あれからシャルルは騎士団を退き、父親の引退に伴ってデュノア公爵となった。
 彼が養子としたのが「あの」伯爵夫妻の子だということで一時物議を醸したが、しばらくすると「元部下の忘れ形見を引き取った」という美談の形で収まったようだ。

 それからまた、オーレリアンはシャルルと会わなくなった。
 会いたくないとさえ、思っていた。

 ……そうして、シャルルのもとに送り出した息子が成人してしばらく経った頃。
 シャルルの訃報が、伯爵領に届いた。

 弔問のために王都に行くと、既に立派な大人になった次男――若い頃のシャルルに、よく似ている――に迎えられた。
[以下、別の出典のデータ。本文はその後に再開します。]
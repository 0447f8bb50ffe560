//! Normalized reflective invocation
//!
//! Resolves a public method by exact name and signature, invokes it, and
//! folds every failure into one of two outcomes:
//!
//! | Failure                                  | Outcome                         |
//! |------------------------------------------|---------------------------------|
//! | callee raised `SecurityException`        | `SecurityDenial`, unchanged     |
//! | class/method not found                   | `UnexpectedFailure` (wrapped)   |
//! | declaring type not public                | `UnexpectedFailure` (wrapped)   |
//! | arity, argument type, receiver mismatch  | `UnexpectedFailure` (wrapped)   |
//! | callee raised anything else, or panicked | `UnexpectedFailure` (wrapped)   |
//!
//! Only the immediate failure raised by the callee is inspected for a
//! denial. A denial buried in a cause chain is reported as unexpected.

use std::any::Any;
use std::panic::{self, AssertUnwindSafe};
use std::sync::Arc;

use log::{debug, warn};

use crate::convert::FromValue;
use crate::error::{format_signature, InvokeError, InvokeResult, Raised, ReflectError};
use crate::types::{MethodDescriptor, ObjectRef, ParamType, TypeDescriptor};
use crate::value::Value;

/// Invoke `method_name` with the exact `signature` on `target`.
///
/// `receiver` must be `None` for static methods and an instance of the
/// declaring type for instance methods. Void methods return `Value::Null`.
pub fn invoke_reflection_call(
    target: &TypeDescriptor,
    method_name: &str,
    receiver: Option<&ObjectRef>,
    signature: &[ParamType],
    args: &[Value],
) -> InvokeResult<Value> {
    let result = resolve_and_invoke(target, method_name, receiver, signature, args);
    result.map_err(InvokeError::from)
}

fn resolve_and_invoke(
    target: &TypeDescriptor,
    method_name: &str,
    receiver: Option<&ObjectRef>,
    signature: &[ParamType],
    args: &[Value],
) -> Result<Value, ReflectError> {
    let (declaring, method) = target.get_method(method_name, signature).ok_or_else(|| {
        ReflectError::NoSuchMethod {
            type_name: target.name().to_string(),
            method: method_name.to_string(),
            signature: format_signature(signature),
        }
    })?;
    let qualified = format!("{}.{}", declaring.name(), method.name());
    debug!("resolved {}{}", qualified, format_signature(signature));

    if !declaring.is_public() {
        return Err(ReflectError::IllegalAccess {
            type_name: declaring.name().to_string(),
            method: method.name().to_string(),
        });
    }
    check_receiver(declaring, method, receiver)?;
    check_arguments(&qualified, method, args)?;

    let value = call_guarded(&qualified, method, receiver, args).map_err(|raised| {
        debug!("{} raised {}", qualified, raised);
        ReflectError::InvocationTarget {
            method: qualified.clone(),
            raised,
        }
    })?;

    if *method.returns() == ParamType::Void {
        return Ok(Value::Null);
    }
    Ok(value)
}

fn check_receiver(
    declaring: &TypeDescriptor,
    method: &MethodDescriptor,
    receiver: Option<&ObjectRef>,
) -> Result<(), ReflectError> {
    match (method.is_static(), receiver) {
        (true, None) => Ok(()),
        (true, Some(obj)) => Err(ReflectError::IllegalArgument(format!(
            "receiver of type {} supplied for static method {}.{}",
            obj.class().name(),
            declaring.name(),
            method.name()
        ))),
        (false, None) => Err(ReflectError::NullReceiver {
            type_name: declaring.name().to_string(),
            method: method.name().to_string(),
        }),
        (false, Some(obj)) if !obj.is_instance_of(declaring.name()) => {
            Err(ReflectError::IllegalArgument(format!(
                "receiver of type {} is not an instance of {}",
                obj.class().name(),
                declaring.name()
            )))
        }
        (false, Some(_)) => Ok(()),
    }
}

fn check_arguments(qualified: &str, method: &MethodDescriptor, args: &[Value]) -> Result<(), ReflectError> {
    let params = method.params();
    if params.len() != args.len() {
        return Err(ReflectError::IllegalArgument(format!(
            "{} expects {} argument(s), got {}",
            qualified,
            params.len(),
            args.len()
        )));
    }
    for (index, (param, value)) in params.iter().zip(args).enumerate() {
        if !param.accepts(value) {
            return Err(ReflectError::IllegalArgument(format!(
                "{} argument {}: expected {}, got {}",
                qualified,
                index,
                param,
                value.type_name()
            )));
        }
    }
    Ok(())
}

/// Run the handler, turning a panic into `Raised::Panic`.
fn call_guarded(
    qualified: &str,
    method: &MethodDescriptor,
    receiver: Option<&ObjectRef>,
    args: &[Value],
) -> Result<Value, Raised> {
    match panic::catch_unwind(AssertUnwindSafe(|| method.call(receiver, args))) {
        Ok(result) => result,
        Err(payload) => {
            let message = panic_message(payload.as_ref());
            warn!("{} panicked: {}", qualified, message);
            Err(Raised::Panic(message))
        }
    }
}

fn panic_message(payload: &(dyn Any + Send)) -> String {
    if let Some(s) = payload.downcast_ref::<&str>() {
        s.to_string()
    } else if let Some(s) = payload.downcast_ref::<String>() {
        s.clone()
    } else {
        "unknown panic payload".to_string()
    }
}

// ============================================================================
// Capability interface
// ============================================================================

/// Something methods can be reflectively invoked on.
pub trait ReflectiveInvoker {
    /// Invoke a method; see [`invoke_reflection_call`]
    fn invoke(
        &self,
        method_name: &str,
        receiver: Option<&ObjectRef>,
        signature: &[ParamType],
        args: &[Value],
    ) -> InvokeResult<Value>;

    /// Invoke and convert the result to `T`.
    ///
    /// A result of the wrong type is an unexpected failure.
    fn invoke_as<T: FromValue>(
        &self,
        method_name: &str,
        receiver: Option<&ObjectRef>,
        signature: &[ParamType],
        args: &[Value],
    ) -> InvokeResult<T>
    where
        Self: Sized,
    {
        let value = self.invoke(method_name, receiver, signature, args)?;
        T::from_value(value).map_err(|mismatch| {
            InvokeError::from(ReflectError::ResultType {
                method: method_name.to_string(),
                expected: mismatch.expected,
                got: mismatch.got,
            })
        })
    }
}

impl ReflectiveInvoker for TypeDescriptor {
    fn invoke(
        &self,
        method_name: &str,
        receiver: Option<&ObjectRef>,
        signature: &[ParamType],
        args: &[Value],
    ) -> InvokeResult<Value> {
        invoke_reflection_call(self, method_name, receiver, signature, args)
    }
}

impl<I: ReflectiveInvoker + ?Sized> ReflectiveInvoker for Arc<I> {
    fn invoke(
        &self,
        method_name: &str,
        receiver: Option<&ObjectRef>,
        signature: &[ParamType],
        args: &[Value],
    ) -> InvokeResult<Value> {
        (**self).invoke(method_name, receiver, signature, args)
    }
}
死因は不明だが少なくとも事件性はないようで、元々体調が優れなかったので体に限度が来たのでは、と医師は判断したらしい。

 シャルルの墓前に花を供えてから伯爵領に戻ろうとしたオーレリアンを、息子が呼び止めた。

「シャルル父上の部屋にあったのですが、どうしても開かず。オーレリアン父上なら、開き方をご存じかと思いまして」

 二人の父親をごちゃ混ぜにしないように気をつけながら話す息子は、見覚えのある箱を手にしていた。
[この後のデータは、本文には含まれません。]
//! Type and method descriptors
//!
//! This is the metadata the invoker resolves against. Types are declared
//! once with [`TypeBuilder`] and are immutable afterwards, so a descriptor
//! can be shared across threads behind an `Arc`.
//!
//! Method lookup follows public-member semantics: [`TypeDescriptor::get_method`]
//! only sees public methods, searches the declared methods first and then
//! walks the superclass chain.

use std::any::Any;
use std::fmt;
use std::sync::Arc;

use rustc_hash::FxHashMap;

use crate::error::Raised;
use crate::value::Value;

// ============================================================================
// ParamType
// ============================================================================

/// Declared type of a parameter or return value.
#[derive(Debug, Clone, PartialEq, Eq, Hash)]
pub enum ParamType {
    /// bool
    Bool,
    /// 32-bit integer
    Int,
    /// 64-bit integer
    Long,
    /// 64-bit float
    Double,
    /// String
    Str,
    /// Instance of the named type or one of its subtypes
    Object(String),
    /// Top type
    Any,
    /// No value (return types only)
    Void,
}

impl ParamType {
    /// Object type by name
    pub fn object(type_name: impl Into<String>) -> Self {
        ParamType::Object(type_name.into())
    }

    /// Reference types accept null
    pub fn is_reference(&self) -> bool {
        matches!(self, ParamType::Str | ParamType::Object(_) | ParamType::Any)
    }

    /// Check if a value is assignable to this declared type
    pub fn accepts(&self, value: &Value) -> bool {
        match (self, value) {
            (ParamType::Void, _) => false,
            (ParamType::Any, _) => true,
            (ty, Value::Null) => ty.is_reference(),
            (ParamType::Bool, Value::Bool(_))
            | (ParamType::Int, Value::Int(_))
            | (ParamType::Long, Value::Long(_))
            | (ParamType::Double, Value::Double(_))
            | (ParamType::Str, Value::Str(_)) => true,
            (ParamType::Object(name), Value::Object(obj)) => obj.is_instance_of(name),
            _ => false,
        }
    }
}

impl fmt::Display for ParamType {
    fn fmt(&self, f: &mut fmt::Formatter<'_>) -> fmt::Result {
        match self {
            ParamType::Bool => write!(f, "bool"),
            ParamType::Int => write!(f, "int"),
            ParamType::Long => write!(f, "long"),
            ParamType::Double => write!(f, "double"),
            ParamType::Str => write!(f, "string"),
            ParamType::Object(name) => write!(f, "{}", name),
            ParamType::Any => write!(f, "any"),
            ParamType::Void => write!(f, "void"),
        }
    }
}

// ============================================================================
// MethodDescriptor
// ============================================================================

/// Method implementation: receiver (absent for static methods) and arguments.
pub type MethodHandler =
    Arc<dyn Fn(Option<&ObjectRef>, &[Value]) -> Result<Value, Raised> + Send + Sync>;

/// A method declared on a type
#[derive(Clone)]
pub struct MethodDescriptor {
    name: String,
    params: Vec<ParamType>,
    returns: ParamType,
    is_public: bool,
    is_static: bool,
    handler: MethodHandler,
}

impl MethodDescriptor {
    /// Create a public instance method
    pub fn new(
        name: impl Into<String>,
        params: &[ParamType],
        returns: ParamType,
        handler: impl Fn(Option<&ObjectRef>, &[Value]) -> Result<Value, Raised> + Send + Sync + 'static,
    ) -> Self {
        Self {
            name: name.into(),
            params: params.to_vec(),
            returns,
            is_public: true,
            is_static: false,
            handler: Arc::new(handler),
        }
    }

    /// Mark as static method
    pub fn as_static(mut self) -> Self {
        self.is_static = true;
        self
    }

    /// Hide from public lookup
    pub fn non_public(mut self) -> Self {
        self.is_public = false;
        self
    }

    /// Method name
    pub fn name(&self) -> &str {
        &self.name
    }

    /// Declared parameter types
    pub fn params(&self) -> &[ParamType] {
        &self.params
    }

    /// Declared return type
    pub fn returns(&self) -> &ParamType {
        &self.returns
    }

    /// Whether the method is public
    pub fn is_public(&self) -> bool {
        self.is_public
    }

    /// Whether the method is static
    pub fn is_static(&self) -> bool {
        self.is_static
    }

    /// Exact match on name and declared parameter types
    pub fn matches(&self, name: &str, signature: &[ParamType]) -> bool {
        self.name == name && self.params == signature
    }

    pub(crate) fn call(&self, receiver: Option<&ObjectRef>, args: &[Value]) -> Result<Value, Raised> {
        (self.handler)(receiver, args)
    }
}

impl fmt::Debug for MethodDescriptor {
    fn fmt(&self, f: &mut fmt::Formatter<'_>) -> fmt::Result {
        f.debug_struct("MethodDescriptor")
            .field("name", &self.name)
            .field("params", &self.params)
            .field("returns", &self.returns)
            .field("is_public", &self.is_public)
            .field("is_static", &self.is_static)
            .finish_non_exhaustive()
    }
}

// ============================================================================
// TypeDescriptor
// ============================================================================

/// A described type: name, visibility, superclass and methods.
#[derive(Debug)]
pub struct TypeDescriptor {
    name: String,
    is_public: bool,
    superclass: Option<Arc<TypeDescriptor>>,
    /// Overloads grouped by method name
    methods: FxHashMap<String, Vec<MethodDescriptor>>,
}

impl TypeDescriptor {
    /// Type name
    pub fn name(&self) -> &str {
        &self.name
    }

    /// Whether the type is public
    pub fn is_public(&self) -> bool {
        self.is_public
    }

    /// Direct superclass
    pub fn superclass(&self) -> Option<&Arc<TypeDescriptor>> {
        self.superclass.as_ref()
    }

    /// Find a method declared directly on this type, public or not.
    pub fn get_declared_method(&self, name: &str, signature: &[ParamType]) -> Option<&MethodDescriptor> {
        self.methods
            .get(name)?
            .iter()
            .find(|m| m.matches(name, signature))
    }

    /// Find a public method by exact name and signature, including inherited
    /// ones. Returns the declaring type together with the method.
    pub fn get_method(
        &self,
        name: &str,
        signature: &[ParamType],
    ) -> Option<(&TypeDescriptor, &MethodDescriptor)> {
        let mut current = Some(self);
        while let Some(ty) = current {
            if let Some(method) = ty.get_declared_method(name, signature) {
                if method.is_public() {
                    return Some((ty, method));
                }
            }
            current = ty.superclass.as_deref();
        }
        None
    }

    /// Check if this type is `type_name` or inherits from it
    pub fn is_subclass_of(&self, type_name: &str) -> bool {
        let mut current = Some(self);
        while let Some(ty) = current {
            if ty.name == type_name {
                return true;
            }
            current = ty.superclass.as_deref();
        }
        false
    }

    /// All methods declared directly on this type
    pub fn declared_methods(&self) -> impl Iterator<Item = &MethodDescriptor> {
        self.methods.values().flatten()
    }

    /// Number of methods declared directly on this type
    pub fn method_count(&self) -> usize {
        self.methods.values().map(Vec::len).sum()
    }
}

// ============================================================================
// TypeBuilder
// ============================================================================

/// Builder for [`TypeDescriptor`]s.
///
/// Declaring a second method with the same name and signature replaces the
/// first.
pub struct TypeBuilder {
    name: String,
    is_public: bool,
    superclass: Option<Arc<TypeDescriptor>>,
    methods: FxHashMap<String, Vec<MethodDescriptor>>,
}

impl TypeBuilder {
    /// Start a public type with no superclass
    pub fn new(name: impl Into<String>) -> Self {
        Self {
            name: name.into(),
            is_public: true,
            superclass: None,
            methods: FxHashMap::default(),
        }
    }

    /// Set the superclass
    pub fn superclass(mut self, parent: Arc<TypeDescriptor>) -> Self {
        self.superclass = Some(parent);
        self
    }

    /// Mark the type as non-public
    pub fn non_public(mut self) -> Self {
        self.is_public = false;
        self
    }

    /// Add a method
    pub fn method(mut self, method: MethodDescriptor) -> Self {
        let overloads = self.methods.entry(method.name().to_string()).or_default();
        overloads.retain(|m| m.params() != method.params());
        overloads.push(method);
        self
    }

    /// Add a public static method
    pub fn static_method(
        self,
        name: impl Into<String>,
        params: &[ParamType],
        returns: ParamType,
        handler: impl Fn(Option<&ObjectRef>, &[Value]) -> Result<Value, Raised> + Send + Sync + 'static,
    ) -> Self {
        self.method(MethodDescriptor::new(name, params, returns, handler).as_static())
    }

    /// Add a public instance method
    pub fn instance_method(
        self,
        name: impl Into<String>,
        params: &[ParamType],
        returns: ParamType,
        handler: impl Fn(Option<&ObjectRef>, &[Value]) -> Result<Value, Raised> + Send + Sync + 'static,
    ) -> Self {
        self.method(MethodDescriptor::new(name, params, returns, handler))
    }

    /// Finish the type
    pub fn build(self) -> Arc<TypeDescriptor> {
        Arc::new(TypeDescriptor {
            name: self.name,
            is_public: self.is_public,
            superclass: self.superclass,
            methods: self.methods,
        })
    }
}

// ============================================================================
// ObjectRef
// ============================================================================

/// Shared handle to an instance of a described type.
///
/// The payload is opaque to the invoker; methods recover it with
/// [`ObjectRef::downcast`].
#[derive(Clone)]
pub struct ObjectRef {
    class: Arc<TypeDescriptor>,
    payload: Arc<dyn Any + Send + Sync>,
}

impl ObjectRef {
    /// Create an instance of `class` holding `payload`
    pub fn new<T: Any + Send + Sync>(class: Arc<TypeDescriptor>, payload: T) -> Self {
        Self {
            class,
            payload: Arc::new(payload),
        }
    }

    /// Runtime type of the instance
    pub fn class(&self) -> &Arc<TypeDescriptor> {
        &self.class
    }

    /// Check if the instance's type is `type_name` or a subtype of it
    pub fn is_instance_of(&self, type_name: &str) -> bool {
        self.class.is_subclass_of(type_name)
    }

    /// Borrow the payload as `T`
    pub fn downcast<T: Any>(&self) -> Option<&T> {
        self.payload.downcast_ref::<T>()
    }

    /// Identity comparison
    pub fn ptr_eq(&self, other: &ObjectRef) -> bool {
        Arc::as_ptr(&self.payload) as *const () == Arc::as_ptr(&other.payload) as *const ()
    }
}

impl fmt::Debug for ObjectRef {
    fn fmt(&self, f: &mut fmt::Formatter<'_>) -> fmt::Result {
        write!(f, "ObjectRef({}@{:p})", self.class.name(), Arc::as_ptr(&self.payload))
    }
}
(これは……確かずっと昔に、シャルルとリリアーヌの三人で使っていたものだな)

 もう、二十年以上前のことになるのか。
 まだリリアーヌも現役で三人で馬鹿話もしていた頃、オーレリアンが城下町の露店商から買った箱をシャルルの執務室に持っていった。頑丈な金庫とのことで、せっかくだからこれに重要書類を入れて三人で管理しようということになったのだ。

 ダイヤル式で、最初に設定した十二桁の番号になるように回さないと蓋が開かない。
 よって、三人で番号を共有して使っていたのだが次第に開け閉めするのが面倒になり、執務室の隅で埃を被ることになったのだった。
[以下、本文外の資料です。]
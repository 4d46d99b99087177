// SPDX-License-Identifier: AGPL-3.0-or-later
// Copyright (c) 2025 ReifyDB

#![cfg_attr(not(debug_assertions), deny(warnings))]

pub use codec::{CodecConfig, TableCodec, TableCodecBuilder};
pub use column::{AggregationKind, Column};
pub use descriptor::{DescriptorDetail, TableDescriptor};
pub use error::CatalogError;
pub use index::ColumnIndex;
pub use partition::Partition;
pub use resolve::{QueryResolver, ResolveError, ResolvedQuery, SyntacticResolver};
pub use table::{SqlTableType, Table, TableKind, TableVariant};

pub mod codec;
pub mod column;
pub mod descriptor;
pub mod error;
pub mod index;
pub mod partition;
pub mod resolve;
pub mod table;
pub mod test_utils;

pub type Result<T> = std::result::Result<T, tabula_type::Error>;
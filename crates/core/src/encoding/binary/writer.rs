// SPDX-License-Identifier: AGPL-3.0-or-later
// Copyright (c) 2025 ReifyDB

use crate::{encoding::Result, invalid_data};

/// Appends big-endian encoded values to an owned buffer.
#[derive(Debug, Default)]
pub struct Writer {
	output: Vec<u8>,
}

impl Writer {
	pub fn new() -> Self {
		Self::default()
	}

	pub fn with_capacity(capacity: usize) -> Self {
		Self {
			output: Vec::with_capacity(capacity),
		}
	}

	pub fn len(&self) -> usize {
		self.output.len()
	}

	pub fn is_empty(&self) -> bool {
		self.output.is_empty()
	}

	pub fn finish(self) -> Vec<u8> {
		self.output
	}

	pub fn write_bool(&mut self, value: bool) -> Result<()> {
		self.output.push(value as u8);
		Ok(())
	}

	pub fn write_u8(&mut self, value: u8) -> Result<()> {
		self.output.push(value);
		Ok(())
	}

	pub fn write_i32(&mut self, value: i32) -> Result<()> {
		self.output.extend_from_slice(&value.to_be_bytes());
		Ok(())
	}

	pub fn write_i64(&mut self, value: i64) -> Result<()> {
		self.output.extend_from_slice(&value.to_be_bytes());
		Ok(())
	}

	pub fn write_u64(&mut self, value: u64) -> Result<()> {
		self.output.extend_from_slice(&value.to_be_bytes());
		Ok(())
	}

	/// Writes a collection size as a non-negative `i32`.
	pub fn write_count(&mut self, count: usize) -> Result<()> {
		let Ok(count) = i32::try_from(count) else {
			return invalid_data!("count {count} does not fit the stream format");
		};
		self.write_i32(count)
	}

	pub fn write_str(&mut self, value: &str) -> Result<()> {
		self.write_bytes(value.as_bytes())
	}

	pub fn write_optional_str(&mut self, value: Option<&str>) -> Result<()> {
		match value {
			Some(value) => {
				self.write_bool(true)?;
				self.write_str(value)
			}
			None => self.write_bool(false),
		}
	}

	/// Writes a length-prefixed byte frame.
	pub fn write_bytes(&mut self, value: &[u8]) -> Result<()> {
		self.write_count(value.len())?;
		self.output.extend_from_slice(value);
		Ok(())
	}
}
 オーレリアンは箱を息子から受け取り、帰りの馬車の中でダイヤルを回した。
 三人で考えた番号は、覚えるまでもない。シャルル、オーレリアン、リリアーヌの誕生日を順に入れればいい。

 ダイヤルを回すと、鍵が外れた。さて、中には何が……と蓋を開くと、インクの臭いがした。

 箱の中には、いくつかの封筒が入っていた。どれにも送り主名も宛先も書かれていないが、中の手紙を見るとすぐに、シャルルの字だと分かった。

 ……それらは、シャルルからリリアーヌに宛てた手紙だった。
 車窓から差し込む夕日の中で、オーレリアンはシャルルの遺した字を読む。